The name the "Richmond Flying Squirrels" was chosen through a Richmond Times-Dispatch readers' "name-the-team-contest," which ended on October 15, 2009. The name was submitted by Brad Mead of Prince George, Virginia. Other finalists were the Rock Hoppers, Hambones, Rhinos, Flatheads, and Hush Puppies. (The name Hambones was later ruled out of the contest after the city's uproar and the NAACP finding that "the Hambones" could be seen as a derogatory term directed towards the African-American community.)

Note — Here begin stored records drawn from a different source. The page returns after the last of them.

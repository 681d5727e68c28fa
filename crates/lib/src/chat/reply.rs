//! Reply failures as the chat core sees them. Backends convert their own errors into these.

/// Failure of a reply request. Never fatal: the coordinator turns it into a notice.
#[derive(Debug, Clone, thiserror::Error, PartialEq, Eq)]
pub enum ReplyError {
    #[error("network error: {0}")]
    Network(String),
    #[error("server error {status}: {body}")]
    Server { status: u16, body: String },
    #[error("unreadable reply: {0}")]
    Decode(String),
}
//! Tutor server client: `POST {base}/chat` with `{"message": ...}`, answered by
//! `{"messages": [{"text": ...}, ...]}`. Each entry is one utterance; avatar cue
//! fields (audio, lipsync, expression, animation) are ignored here.

use crate::chat::{Message, Utterance};
use crate::llm::{ReplyError, ReplySource};
use async_trait::async_trait;
use serde::{Deserialize, Serialize};
use std::time::Duration;

const DEFAULT_BASE_URL: &str = "http://127.0.0.1:3000";

#[derive(Clone)]
pub struct TutorServerClient {
    base_url: String,
    client: reqwest::Client,
}

#[derive(Debug, Serialize)]
struct ChatRequest<'a> {
    message: &'a str,
}

/// Reply body of the tutor server.
#[derive(Debug, Clone, Default, Serialize, Deserialize)]
pub struct ServerReply {
    #[serde(default)]
    pub messages: Vec<ServerUtterance>,
}

#[derive(Debug, Clone, Default, Serialize, Deserialize)]
pub struct ServerUtterance {
    #[serde(default)]
    pub text: String,
}

impl TutorServerClient {
    pub fn new(base_url: Option<String>, timeout: Duration) -> Self {
        let base_url = base_url
            .map(|u| u.trim_end_matches('/').to_string())
            .filter(|u| !u.is_empty())
            .unwrap_or_else(|| DEFAULT_BASE_URL.to_string());
        let client = reqwest::Client::builder()
            .timeout(timeout)
            .build()
            .unwrap_or_else(|e| {
                log::warn!("tutor server: falling back to default http client: {}", e);
                reqwest::Client::new()
            });
        Self { base_url, client }
    }

    pub fn base_url(&self) -> &str {
        &self.base_url
    }
}

#[async_trait]
impl ReplySource for TutorServerClient {
    async fn request_reply(
        &self,
        text: &str,
        _context: &[Message],
    ) -> Result<Vec<Utterance>, ReplyError> {
        let url = format!("{}/chat", self.base_url);
        let res = self
            .client
            .post(&url)
            .json(&ChatRequest { message: text })
            .send()
            .await?;
        if !res.status().is_success() {
            let status = res.status().as_u16();
            let body = res.text().await.unwrap_or_default();
            return Err(ReplyError::Server { status, body });
        }
        let reply: ServerReply = res.json().await?;
        log::debug!("tutor server: {} utterances", reply.messages.len());
        Ok(reply
            .messages
            .into_iter()
            .map(|m| Utterance::new(m.text))
            .collect())
    }
}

In conjunction with Major League Baseball's restructuring of Minor League Baseball in 2021, the Flying Squirrels were organized into the Double-A Northeast. In 2022, the Double-A Northeast became known as the Eastern League, the name historically used by the regional circuit prior to the 2021 reorganization.

==Logo==
The new Flying Squirrels logo was unveiled on December 1, 2009. It is a black, red, and grey flying squirrel meant to look like the outline of Virginia with a patch in the shape of an "R" (for Richmond) on top of an acorn over its heart, roughly where Richmond is located in Virginia. The logo was designed by San Diego-based sports branding firm Brandiose. It was named the logo of the year by Ballpark Digest in 2010 and the best minor-league logo by Baseball America in 2015.

==Season records==
- As Norwich Navigators
  - 1995: 70–71 (3rd), manager Jimmy Johnson
  - 1996: 71–70 (3rd), manager Jim Essian
  - 1997: 73–69 (2nd), manager Trey Hillman
  - 1998: 66–76 (4th), manager Trey Hillman
  - 1999: 78–64 (2nd), manager Lee Mazzilli
  - 2000: 76–66 (3rd), manager Dan Radison
  - 2001: 83–59 (2nd), manager Stump Merrill
  - 2002: 76–64 (1st), manager Luis Sojo
  - 2003: 62–79 (6th), manager Shane Turner
  - 2004: 69–74 (5th), manager Shane Turner
  - 2005: 71–72 (3rd), manager Dave Machemer
- As Connecticut Defenders
  - 2006: 64–77 (5th), manager Dave Machemer
  - 2007: 63–78 (5th), managers Dave Machemer (through July 21) and Shane Turner
  - 2008: 68–73 (4th), manager Bien Figueroa
  - 2009: 83–59 (1st), manager Steve Decker
- As Richmond Flying Squirrels
  - 2010: 68–73 (5th), manager Andy Skeels
  - 2011: 76–66 (2nd), manager Dave Machemer
  - 2012: 70–71 (4th), manager Dave Machemer
  - 2013: 70–72 (4th), manager Dave Machemer
  - 2014: 79–63 (1st), manager Russ Morman
  - 2015: 72–68 (3rd), manager José Alguacil
  - 2016: 62–79 (5th), manager Miguel Ojeda
  - 2017: 63–77 (5th), manager Kyle Haines
  - 2018: 62–76 (6th), manager Willie Harris
  - 2019: 55–84 (6th), manager Willie Harris
  - 2020: Season canceled due to COVID-19 pandemic
  - 2021: 57–56 (4th), manager Jose Alguacil
  - 2022: 66–71 (5th), manager Jose Alguacil
  - 2023: 74–64 (2nd), manager Dennis Pelfrey
  - 2024: 64–74 (4th), manager Dennis Pelfrey
  - 2025: 56–79 (6th), manager Dennis Pelfrey
  - 2026: 74–61 (2nd), manager Dennis Pelfrey

==Playoffs==
- 1997 season: Lost to Portland, 3–2, in first round
- 1999 season: Defeated Trenton 3–2, in first round; lost to Harrisburg 3–2, in championship round.
- 2001 season: Lost to New Britain, 3–1, in first round
- 2002 season: Defeated New Haven, 3–0, in first round; defeated Harrisburg 3–2 to win Eastern League title.
- 2009 season: Defeated New Britain, 3–1, in first round; lost to Akron 3–1, in championship round.
- 2014 season: Defeated Akron, 3–1, in first round; lost to Binghamton 3–0, in championship round.